I usually run mine wide open, top & bottom.
But then I don't do any smoking or low & slow cooking on it, I mainly use it for wings, & steaks & burgers etc.
Al


----------



## bluewhisper (Dec 23, 2018)

I learned smoking on a Weber 18. It had no legs so I put it in a wheel rim. That meant I couldn't access the bottom vents so I left them wide open and choked the top vent to get Thin Blue Smoke. Apparently almost nobody does that.


----------



## 6GRILLZNTN (Dec 23, 2018)

I'm with Chris and Al on this one.  I always regulate my temps with the bottom vent, and rarely have to change the top vent from wide open.  I have learned that if there is something on a Weber kettle, it's there for a reason.  Like Al, you'll need to be able to adjust the bottom vents to wide open for wings, burgs, steaks, or anything that needs high heat.


----------



## newbiesmoker1 (Dec 23, 2018)

gmc2003 said:


> First I can't fathom not using the bottom vents. My top vent is always wide open and I control the temps by adjusting the bottom vents. Your not experiencing stale smoke?
> 
> The ash sweepers are used for sweeping the ash into the ash pan and for controlling the heat in the kettle. So yes I would think they're needed and should be replaced. However you have a different method of cooking on your kettle so maybe not so much for you.
> Chris


I have owned this kettle 22" for nearly a decade. Fidgeting with the bottom vents, trying to control the temps, was an exercise in masochism for me. The "flower petal like covers" where encrusted with and mixture ash and grease from various smokes over the years. That gunk dries like poor man's concrete prompting me to manually clean and scraping the ash off the the bottom. It probably hastened the bottom vents deterioration to the point they began they no longer aligned over the vent holes. However, last month, the bottom vent was dissembled for a thorough cleaning and I later realized that my bottom vent assembly was missing the "H bracket" that holds the whole thing together. I tried to wedge layers of a foil to replace the "H bracket". It did not go work. I don't know when I lost the "H bracket" but that would explain why I always found it difficult to use the bottom vents.



gmc2003 said:


> Also you mentioned top vents as in plural. Is that a typo or did you add another vent?
> Chris


I meant the standard vent that is on the lid of the kettle 22". I usually use the "snake method" except my wood is always on the the charcoal for necessary airflow.

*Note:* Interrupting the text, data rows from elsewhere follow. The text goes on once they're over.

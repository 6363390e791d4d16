//! Small deterministic environments for exercising the runner without a simulator.

use candle_core::{Device, Tensor};
use gram_core::{
    GramError, Result,
    context::Context,
    env::{EnvironmentDescription, StepResult, TerrainSettings, VecEnv},
};
use rand::{Rng, SeedableRng, rngs::StdRng};

const DT: f32 = 0.1;
const POSITION_LIMIT: f32 = 5.;

/// `num_joints` independent point masses driven towards the origin. The context scales their
/// mass, damping and actuation, biases the commands and may freeze one of them.
pub struct PointMassEnv {
    num_envs: usize,
    num_joints: usize,
    max_episode_length: usize,
    positions: Vec<f32>,
    velocities: Vec<f32>,
    steps: Vec<usize>,
    contexts: Vec<Context>,
    terrain: TerrainSettings,
    rng: StdRng,
    device: Device,
}

impl PointMassEnv {
    pub fn new(num_envs: usize, num_joints: usize, max_episode_length: usize, seed: u64) -> Self {
        Self {
            num_envs,
            num_joints,
            max_episode_length,
            positions: vec![0.; num_envs * num_joints],
            velocities: vec![0.; num_envs * num_joints],
            steps: vec![0; num_envs],
            contexts: vec![Context::nominal(); num_envs],
            terrain: TerrainSettings::default(),
            rng: StdRng::seed_from_u64(seed),
            device: Device::Cpu,
        }
    }

    pub fn terrain(&self) -> TerrainSettings {
        self.terrain
    }

    fn reset_env(&mut self, env: usize) {
        let joints = env * self.num_joints..(env + 1) * self.num_joints;
        for idx in joints {
            self.positions[idx] = self.rng.random_range(-1.0f32..1.0);
            self.velocities[idx] = 0.;
        }
        self.steps[env] = 0;
    }

    fn observations(&self) -> Result<Tensor> {
        let obs: Vec<f32> = (0..self.num_envs)
            .flat_map(|env| {
                let joints = env * self.num_joints..(env + 1) * self.num_joints;
                self.positions[joints.clone()]
                    .iter()
                    .chain(&self.velocities[joints])
                    .copied()
                    .collect::<Vec<_>>()
            })
            .collect();
        Ok(Tensor::from_vec(
            obs,
            (self.num_envs, 2 * self.num_joints),
            &self.device,
        )?)
    }
}

impl VecEnv for PointMassEnv {
    fn num_envs(&self) -> usize {
        self.num_envs
    }

    fn env_description(&self) -> EnvironmentDescription {
        EnvironmentDescription {
            observation_size: 2 * self.num_joints,
            action_size: self.num_joints,
            num_joints: self.num_joints,
            max_episode_length: self.max_episode_length,
        }
    }

    fn reset(&mut self) -> Result<Tensor> {
        for env in 0..self.num_envs {
            self.reset_env(env);
        }
        self.observations()
    }

    fn step(&mut self, actions: &Tensor) -> Result<StepResult> {
        let actions: Vec<Vec<f32>> = actions.to_vec2()?;
        if actions.len() != self.num_envs {
            return Err(GramError::ShapeMismatch {
                what: "point mass actions",
                expected: vec![self.num_envs, self.num_joints],
                actual: vec![actions.len()],
            });
        }
        let slope_force = -self.terrain.slope_degrees.to_radians().sin();
        let mut rewards = Vec::with_capacity(self.num_envs);
        let mut terminated = Vec::with_capacity(self.num_envs);
        let mut truncated = Vec::with_capacity(self.num_envs);
        for (env, action) in actions.iter().enumerate() {
            let context = &self.contexts[env];
            let mass = 1. + 0.1 * context.added_mass;
            let damping = (0.1 * context.friction_mult).clamp(0., 1.);
            let mut cost = 0.;
            let mut out_of_bounds = false;
            for joint in 0..self.num_joints {
                let idx = env * self.num_joints + joint;
                let command = if context.frozen_joint == Some(joint) {
                    0.
                } else {
                    context.motor_strength_mult * (action[joint].clamp(-1., 1.) + context.joint_bias)
                };
                let bump = if self.terrain.roughness_cm > 0. {
                    self.rng.random_range(-1.0f32..1.0) * 0.01 * self.terrain.roughness_cm
                } else {
                    0.
                };
                let force = command + slope_force + bump;
                self.velocities[idx] = self.velocities[idx] * (1. - damping) + force / mass * DT;
                self.positions[idx] += self.velocities[idx] * DT;
                cost += self.positions[idx].powi(2);
                out_of_bounds |= self.positions[idx].abs() > POSITION_LIMIT;
            }
            self.steps[env] += 1;
            rewards.push(1. - cost / self.num_joints as f32);
            terminated.push(out_of_bounds);
            truncated.push(!out_of_bounds && self.steps[env] >= self.max_episode_length);
        }
        for env in 0..self.num_envs {
            if terminated[env] || truncated[env] {
                self.reset_env(env);
            }
        }
        Ok(StepResult {
            observations: self.observations()?,
            rewards,
            terminated,
            truncated,
        })
    }

    fn contexts(&self) -> Result<Vec<Context>> {
        Ok(self.contexts.clone())
    }

    fn set_contexts(&mut self, env_ids: &[usize], contexts: &[Context]) -> Result<()> {
        if env_ids.len() != contexts.len() {
            return Err(GramError::ShapeMismatch {
                what: "context assignment",
                expected: vec![env_ids.len()],
                actual: vec![contexts.len()],
            });
        }
        for (&env, context) in env_ids.iter().zip(contexts) {
            let Some(slot) = self.contexts.get_mut(env) else {
                return Err(GramError::Environment(format!(
                    "env id {env} out of range for {} instances",
                    self.num_envs
                )));
            };
            *slot = context.clone();
        }
        Ok(())
    }

    fn set_terrain(&mut self, terrain: TerrainSettings) -> Result<()> {
        self.terrain = terrain;
        Ok(())
    }
}

#[derive(Debug, Clone, Copy, PartialEq)]
pub enum Failure {
    /// `step` returns an environment error.
    Error,
    /// `step` returns NaN observations.
    NanObservations,
}

/// Wraps an environment and breaks it after `fail_after` successful steps.
pub struct FailingEnv<E> {
    pub inner: E,
    pub fail_after: usize,
    pub failure: Failure,
    steps: usize,
}

impl<E: VecEnv> FailingEnv<E> {
    pub fn new(inner: E, fail_after: usize, failure: Failure) -> Self {
        Self {
            inner,
            fail_after,
            failure,
            steps: 0,
        }
    }
}

impl<E: VecEnv> VecEnv for FailingEnv<E> {
    fn num_envs(&self) -> usize {
        self.inner.num_envs()
    }

    fn env_description(&self) -> EnvironmentDescription {
        self.inner.env_description()
    }

    fn reset(&mut self) -> Result<Tensor> {
        self.inner.reset()
    }

    fn step(&mut self, actions: &Tensor) -> Result<StepResult> {
        let mut result = self.inner.step(actions)?;
        self.steps += 1;
        if self.steps <= self.fail_after {
            return Ok(result);
        }
        match self.failure {
            Failure::Error => Err(GramError::Environment(format!(
                "simulator crashed at step {}",
                self.steps
            ))),
            Failure::NanObservations => {
                result.observations = (result.observations * f64::NAN)?;
                Ok(result)
            }
        }
    }

    fn contexts(&self) -> Result<Vec<Context>> {
        self.inner.contexts()
    }

    fn set_contexts(&mut self, env_ids: &[usize], contexts: &[Context]) -> Result<()> {
        self.inner.set_contexts(env_ids, contexts)
    }

    fn set_terrain(&mut self, terrain: TerrainSettings) -> Result<()> {
        self.inner.set_terrain(terrain)
    }
}
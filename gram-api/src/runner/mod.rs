//! The on-policy runner: collects rollouts and dispatches updates according to the
//! [`RunnerContext`] schedule.
//!
//! RL iterations alternate between in-distribution collection, where contexts are resampled from
//! the ID ranges whenever an episode ends, and out-of-distribution collection, where the
//! adversary picks one context per instance for the whole rollout. Both are followed by a PPO
//! update of the actor-critic. Variants with an adaptation module may then fine-tune it on
//! rollouts collected through the adaptive path.

mod schedule;

pub use schedule::{RunnerContext, RunnerPhase};

use crate::{
    checkpoint::{Checkpointer, FINAL_TAG, iteration_tag},
    config::TrainConfig,
    episodes::{EpisodeTracker, mean},
    hooks::{CollectStats, RunnerHooks},
};
use candle_core::{Device, Tensor};
use gram_agents::{
    ActionSample, ActorCritic, ActorCriticBuilder, Adversary, LatentSource, PolicyInput, Ppo,
    TrainablePolicy, UpdateStats,
    actor_critic::ActorCriticDims,
    adaptation::AdaptationTrainer,
};
use gram_core::{
    GramError, Result,
    context::{Context, ContextRanges, contexts_to_tensor},
    env::{EnvironmentDescription, VecEnv},
    history::ObservationHistory,
    rng::with_rng,
    storage::{RolloutStorage, Transition},
};
use std::path::PathBuf;

#[derive(Debug, Clone, Default)]
pub struct TrainSummary {
    pub iterations: usize,
    pub adaptation_iterations: usize,
    pub last_update: Option<UpdateStats>,
    pub final_checkpoint: Option<PathBuf>,
}

/// The adversary's pending one-step episode, completed once the OOD rollout it chose is done.
struct AdversaryChoice {
    states: Tensor,
    sample: ActionSample,
}

pub struct OnPolicyRunner<E: VecEnv, H: RunnerHooks> {
    pub env: E,
    pub actor_critic: ActorCritic,
    pub adversary: Option<Adversary>,
    pub ppo: Ppo,
    pub adversary_ppo: Ppo,
    pub adaptation_trainer: AdaptationTrainer,
    pub context: RunnerContext,
    pub hooks: H,
    checkpointer: Option<Checkpointer>,
    save_interval: usize,
    bootstrap_timeouts: bool,
    id_ranges: ContextRanges,
    description: EnvironmentDescription,
    device: Device,
    storage: RolloutStorage,
    adversary_storage: RolloutStorage,
    history: ObservationHistory,
    episodes: EpisodeTracker,
    observations: Tensor,
    contexts: Vec<Context>,
    contexts_are_ood: bool,
    pending_choice: Option<AdversaryChoice>,
    performance: Vec<f32>,
    last_values: Vec<f32>,
    last_update: Option<UpdateStats>,
}

impl<E: VecEnv, H: RunnerHooks> OnPolicyRunner<E, H> {
    /// Builds the networks for `config.algorithm`, resets `env` and assigns every instance an
    /// in-distribution context.
    pub fn new(config: &TrainConfig, mut env: E, hooks: H, device: Device) -> Result<Self> {
        let description = env.env_description();
        let num_envs = env.num_envs();
        if num_envs == 0 {
            return Err(GramError::Config(
                "environment has no instances".to_owned(),
            ));
        }
        config.validate(description.num_joints)?;
        let dims = ActorCriticDims::new(&description, config.policy.history_len);
        let actor_critic = ActorCriticBuilder::new(config.algorithm, config.policy.clone(), dims)
            .build(&device)?;
        let adversary = config
            .algorithm
            .uses_adversary()
            .then(|| Adversary::new(&config.adversary, config.ood_ranges.clone(), &device))
            .transpose()?;
        let context = RunnerContext::new(
            config.algorithm,
            config.max_iterations,
            config.finetune_iterations,
            config.ood_ratio,
        );
        let observations = env.reset()?;
        let mut runner = Self {
            actor_critic,
            adversary,
            ppo: Ppo::new(config.ppo.clone()),
            adversary_ppo: Ppo::new(config.adversary.ppo.clone()),
            adaptation_trainer: AdaptationTrainer::new(config.adaptation.clone()),
            context,
            hooks,
            checkpointer: None,
            save_interval: config.run.save_interval,
            bootstrap_timeouts: config.bootstrap_timeouts,
            id_ranges: config.id_ranges(),
            description,
            storage: RolloutStorage::new(config.num_steps_per_env, num_envs, device.clone()),
            adversary_storage: RolloutStorage::new(
                config.adversary.update_interval,
                num_envs,
                device.clone(),
            ),
            history: ObservationHistory::new(
                num_envs,
                config.policy.history_len,
                description.observation_size,
                description.action_size,
            ),
            episodes: EpisodeTracker::new(num_envs),
            observations,
            contexts: vec![Context::nominal(); num_envs],
            contexts_are_ood: false,
            pending_choice: None,
            performance: vec![0.; num_envs],
            last_values: vec![0.; num_envs],
            last_update: None,
            device,
            env,
        };
        let all: Vec<usize> = (0..num_envs).collect();
        runner.resample_contexts(&all)?;
        Ok(runner)
    }

    pub fn with_checkpointer(mut self, checkpointer: Checkpointer) -> Self {
        self.checkpointer = Some(checkpointer);
        self
    }

    pub fn num_envs(&self) -> usize {
        self.contexts.len()
    }

    /// The contexts currently applied to each instance.
    pub fn contexts(&self) -> &[Context] {
        &self.contexts
    }

    pub fn storage(&self) -> &RolloutStorage {
        &self.storage
    }

    /// Mean per-step reward of every instance over the last rollout.
    pub fn performance(&self) -> &[f32] {
        &self.performance
    }

    pub fn run(&mut self) -> Result<TrainSummary> {
        if self.hooks.init_hook(&self.context) {
            self.context.finish();
        }
        while !self.context.is_finished() {
            let phase = self.context.phase;
            let stop = self.run_phase(phase)?;
            self.context.advance();
            if phase == RunnerPhase::UpdateRobust
                && self.save_interval > 0
                && self.context.iteration % self.save_interval == 0
            {
                self.save(&iteration_tag(self.context.iteration))?;
            }
            if stop {
                self.context.finish();
            }
        }
        let final_checkpoint = self.save(FINAL_TAG)?;
        self.hooks.shutdown_hook(&self.context)?;
        Ok(TrainSummary {
            iterations: self.context.iteration,
            adaptation_iterations: self.context.adaptation_iteration,
            last_update: self.last_update.clone(),
            final_checkpoint,
        })
    }

    /// Executes one phase and returns whether a hook asked to stop.
    pub fn run_phase(&mut self, phase: RunnerPhase) -> Result<bool> {
        match phase {
            RunnerPhase::CollectId => self.collect_id(),
            RunnerPhase::CollectOod => self.collect_ood(),
            RunnerPhase::UpdateRobust => self.update_robust(),
            RunnerPhase::CollectAdapt => self.collect_adapt(),
            RunnerPhase::UpdateAdapt => self.update_adapt(),
            RunnerPhase::Finished => Ok(true),
        }
    }

    fn save(&self, tag: &str) -> Result<Option<PathBuf>> {
        self.checkpointer
            .as_ref()
            .map(|checkpointer| {
                checkpointer.save(
                    tag,
                    &self.actor_critic,
                    self.adversary.as_ref(),
                    &self.context,
                )
            })
            .transpose()
    }

    fn apply_contexts(&mut self, env_ids: &[usize], contexts: Vec<Context>) -> Result<()> {
        self.env.set_contexts(env_ids, &contexts)?;
        for (&env, context) in env_ids.iter().zip(contexts) {
            self.contexts[env] = context;
        }
        Ok(())
    }

    fn resample_contexts(&mut self, env_ids: &[usize]) -> Result<()> {
        let num_joints = self.description.num_joints;
        let contexts = with_rng(|rng| {
            env_ids
                .iter()
                .map(|_| self.id_ranges.sample(rng, num_joints))
                .collect()
        });
        self.apply_contexts(env_ids, contexts)
    }

    /// Switching back from an OOD rollout puts every instance back on ID contexts.
    fn restore_id_contexts(&mut self) -> Result<()> {
        if self.contexts_are_ood {
            let all: Vec<usize> = (0..self.num_envs()).collect();
            self.resample_contexts(&all)?;
            self.contexts_are_ood = false;
        }
        Ok(())
    }

    fn policy_input(&self) -> Result<PolicyInput> {
        let histories = if self.actor_critic.has_adaptation_module() {
            Some(self.history.as_tensor(&self.device)?)
        } else {
            None
        };
        Ok(PolicyInput {
            observations: self.observations.clone(),
            contexts: Some(contexts_to_tensor(
                &self.contexts,
                self.description.num_joints,
                &self.device,
            )?),
            histories,
        })
    }

    fn collect_id(&mut self) -> Result<bool> {
        let source = if self.context.algorithm.adaptive_id_collection() {
            LatentSource::Adaptation
        } else {
            LatentSource::Context
        };
        self.actor_critic.set_latent_source(source)?;
        self.restore_id_contexts()?;
        self.collect()
    }

    fn collect_ood(&mut self) -> Result<bool> {
        self.actor_critic.set_latent_source(LatentSource::Context)?;
        let Some(adversary) = &self.adversary else {
            return Err(GramError::Config(format!(
                "{} has no adversary to collect out-of-distribution rollouts",
                self.context.algorithm
            )));
        };
        let states = adversary.state(&self.contexts, &self.performance)?;
        let sample = adversary.act(&PolicyInput::observations(states.clone()))?;
        let contexts = adversary.contexts_from_actions(&sample.actions, self.description.num_joints)?;
        let all: Vec<usize> = (0..self.num_envs()).collect();
        self.apply_contexts(&all, contexts)?;
        self.contexts_are_ood = true;
        self.pending_choice = Some(AdversaryChoice { states, sample });
        let stop = self.collect()?;
        let adversary_stop = self.complete_adversary_episode()?;
        Ok(stop || adversary_stop)
    }

    fn collect_adapt(&mut self) -> Result<bool> {
        self.actor_critic.set_latent_source(LatentSource::Adaptation)?;
        self.restore_id_contexts()?;
        self.collect()
    }

    /// Fills the rollout storage with `horizon` steps of every instance.
    fn collect(&mut self) -> Result<bool> {
        self.storage.clear();
        let num_envs = self.num_envs();
        let horizon = self.storage.horizon();
        let gamma = self.ppo.config.gamma;
        let track_history = self.actor_critic.has_adaptation_module();
        let mut reward_sums = vec![0f32; num_envs];
        for _ in 0..horizon {
            let input = self.policy_input()?;
            let sample = self.actor_critic.act(&input)?;
            let step = self.env.step(&sample.actions)?;
            step.validate(num_envs, self.description.observation_size)?;
            let values: Vec<f32> = sample.values.to_vec1()?;
            let dones = step.dones();
            let mut rewards = step.rewards.clone();
            for (env, reward) in step.rewards.iter().enumerate() {
                reward_sums[env] += reward;
                if self.bootstrap_timeouts && step.truncated[env] && !step.terminated[env] {
                    rewards[env] += gamma * values[env];
                }
            }
            self.episodes.record(&step.rewards, &dones);
            if track_history {
                self.history.push(&input.observations, &sample.actions)?;
            }
            self.storage.add_transition(Transition {
                observations: input.observations,
                contexts: input.contexts,
                histories: input.histories,
                log_probs: sample.log_probs.to_vec1()?,
                actions: sample.actions,
                action_means: sample.means,
                action_stds: sample.stds,
                rewards,
                dones: dones.clone(),
                values,
            })?;
            let done_ids: Vec<usize> = dones
                .iter()
                .enumerate()
                .filter_map(|(env, done)| done.then_some(env))
                .collect();
            if !done_ids.is_empty() {
                self.history.reset_envs(&done_ids);
                // an adversarial context holds for the whole rollout
                if !self.contexts_are_ood {
                    self.resample_contexts(&done_ids)?;
                }
            }
            self.observations = step.observations;
        }
        self.last_values = self.actor_critic.values(&self.policy_input()?)?.to_vec1()?;
        self.performance = reward_sums
            .into_iter()
            .map(|sum| sum / horizon as f32)
            .collect();
        let (returns, lengths) = self.episodes.drain();
        let stats = CollectStats {
            num_steps: horizon * num_envs,
            mean_step_reward: mean(self.performance.iter().copied()).unwrap_or(0.),
            completed_episodes: returns.len(),
            mean_episode_return: mean(returns.into_iter()),
            mean_episode_length: mean(lengths.into_iter().map(|len| len as f32)),
        };
        tracing::debug!(phase = ?self.context.phase, ?stats, "rollout collected");
        Ok(self.hooks.post_collect_hook(&self.context, &stats))
    }

    /// Rewards the adversary's choice with the negative mean per-step reward it caused and
    /// updates the adversary once `update_interval` choices are stored.
    fn complete_adversary_episode(&mut self) -> Result<bool> {
        let Some(choice) = self.pending_choice.take() else {
            return Ok(false);
        };
        let num_envs = self.num_envs();
        self.adversary_storage.add_transition(Transition {
            observations: choice.states,
            contexts: None,
            histories: None,
            log_probs: choice.sample.log_probs.to_vec1()?,
            values: choice.sample.values.to_vec1()?,
            actions: choice.sample.actions,
            action_means: choice.sample.means,
            action_stds: choice.sample.stds,
            rewards: self.performance.iter().map(|p| -p).collect(),
            dones: vec![true; num_envs],
        })?;
        if !self.adversary_storage.is_full() {
            return Ok(false);
        }
        let Some(adversary) = self.adversary.as_mut() else {
            return Ok(false);
        };
        self.adversary_ppo
            .prepare(&mut self.adversary_storage, &vec![0.; num_envs])?;
        let stats = self
            .adversary_ppo
            .update(adversary, &self.adversary_storage)?;
        self.adversary_storage.clear();
        Ok(self.hooks.post_adversary_hook(&self.context, &stats))
    }

    fn update_robust(&mut self) -> Result<bool> {
        self.ppo.prepare(&mut self.storage, &self.last_values)?;
        let stats = self.ppo.update(&mut self.actor_critic, &self.storage)?;
        let stop = self.hooks.post_update_hook(&self.context, &stats);
        self.last_update = Some(stats);
        Ok(stop)
    }

    fn update_adapt(&mut self) -> Result<bool> {
        let stats = self
            .adaptation_trainer
            .update(&mut self.actor_critic, &self.storage)?;
        Ok(self.hooks.post_adaptation_hook(&self.context, &stats))
    }
}
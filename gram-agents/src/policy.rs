use candle_core::Tensor;
use gram_core::{Result, nn::DiagGaussian, storage::MiniBatch};

/// Everything a policy may condition on. `contexts` and `histories` are only read by the
/// sub-networks that need them.
#[derive(Debug, Clone)]
pub struct PolicyInput {
    pub observations: Tensor,
    pub contexts: Option<Tensor>,
    pub histories: Option<Tensor>,
}

impl PolicyInput {
    pub fn observations(observations: Tensor) -> Self {
        Self {
            observations,
            contexts: None,
            histories: None,
        }
    }
}

impl From<&MiniBatch> for PolicyInput {
    fn from(batch: &MiniBatch) -> Self {
        Self {
            observations: batch.observations.clone(),
            contexts: batch.contexts.clone(),
            histories: batch.histories.clone(),
        }
    }
}

/// Detached output of acting once on a batch.
#[derive(Debug, Clone)]
pub struct ActionSample {
    pub actions: Tensor,
    pub log_probs: Tensor,
    pub means: Tensor,
    pub stds: Tensor,
    pub values: Tensor,
}

/// Differentiable re-evaluation of stored actions under the current parameters.
#[derive(Debug, Clone)]
pub struct PolicyEvaluation {
    pub distribution: DiagGaussian,
    pub log_probs: Tensor,
    pub values: Tensor,
    /// Per-sample entropy.
    pub entropy: Tensor,
    pub adaptation_loss: Option<Tensor>,
    pub consistency_loss: Option<Tensor>,
}

/// The capability the PPO engine needs from anything it optimizes.
pub trait TrainablePolicy {
    fn act(&self, input: &PolicyInput) -> Result<ActionSample>;

    fn evaluate(&self, input: &PolicyInput, actions: &Tensor) -> Result<PolicyEvaluation>;

    fn values(&self, input: &PolicyInput) -> Result<Tensor>;

    /// Backpropagates `loss` and takes one optimizer step.
    fn update(&mut self, loss: &Tensor) -> Result<()>;

    fn learning_rate(&self) -> f64;

    fn set_learning_rate(&mut self, learning_rate: f64);
}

I swear the best success I have had recently is keeping the bottom vents closed and using the hood's vent only.



SmokinAl said:


> I agree with Chris!
> I don't understand how you can cook anything without air flow from the bottom.
> I usually run mine wide open, top & bottom.
> But then I don't do any smoking or low & slow cooking on it, I mainly use it for wings, & steaks & burgers etc.
> Al


Pork shoulder, chicken and the occasional brisket and ribs are what I normally smoke.


----------



## SlickRockStones (Dec 23, 2018)

Try to imagine your kettle as an engine. When engines are running perfectly they suck air through to carb. Air mixes with burning fuel and heat and spent gasses flow out through an open exhaust. Your One Touch bottom vent is the carb that accelerates the burn of fuel.(the gas). The top vent is the exhaust that muffles the burn and slows it down(the brakes). Vents wide open and fully lit chimney for hot and fast searing. For smoking try making reference marks on kettle to know when bottom vents are 1/4 and 1/2 open. This lets a constant smaller flow of air to rise up through your burning small fire in your pile of unlit coals keeping your temps lower. An open top vent creates a cleaner burn with no soot. You can get a replacement One Touch kit for $15 and your kettle will breathe and suck air like a funny car and sip fuel like a Prius.


----------



## erazz (Jan 3, 2019)

newbiesmoker1 said:


> I have owned this kettle 22" for nearly a decade. Fidgeting with the bottom vents, trying to control the temps, was an exercise in masochism for me. The "flower petal like covers" where encrusted with and mixture ash and grease from various smokes over the years. That gunk dries like poor man's concrete prompting me to manually clean and scraping the ash off the the bottom. It probably hastened the bottom vents deterioration to the point they began they no longer aligned over the vent holes. However, last month, the bottom vent was dissembled for a thorough cleaning and I later realized that my bottom vent assembly was missing the "H bracket" that holds the whole thing together. I tried to wedge layers of a foil to replace the "H bracket". It did not go work. I don't know when I lost the "H bracket" but that would explain why I always found it difficult to use the bottom vents.
> 
> 
> I meant the standard vent that is on the lid of the kettle 22". I usually use the "snake method" except my wood is always on the the charcoal for necessary airflow.
> ...



No issues with this method on the 22?   I wanted the 26 but the 22 performer was on cleanance, so I went with that


----------



## newbiesmoker1 (Jan 7, 2019)

I went ahead and order new bottom vents. They should be here in a few days. Thanks for the the replies.


----------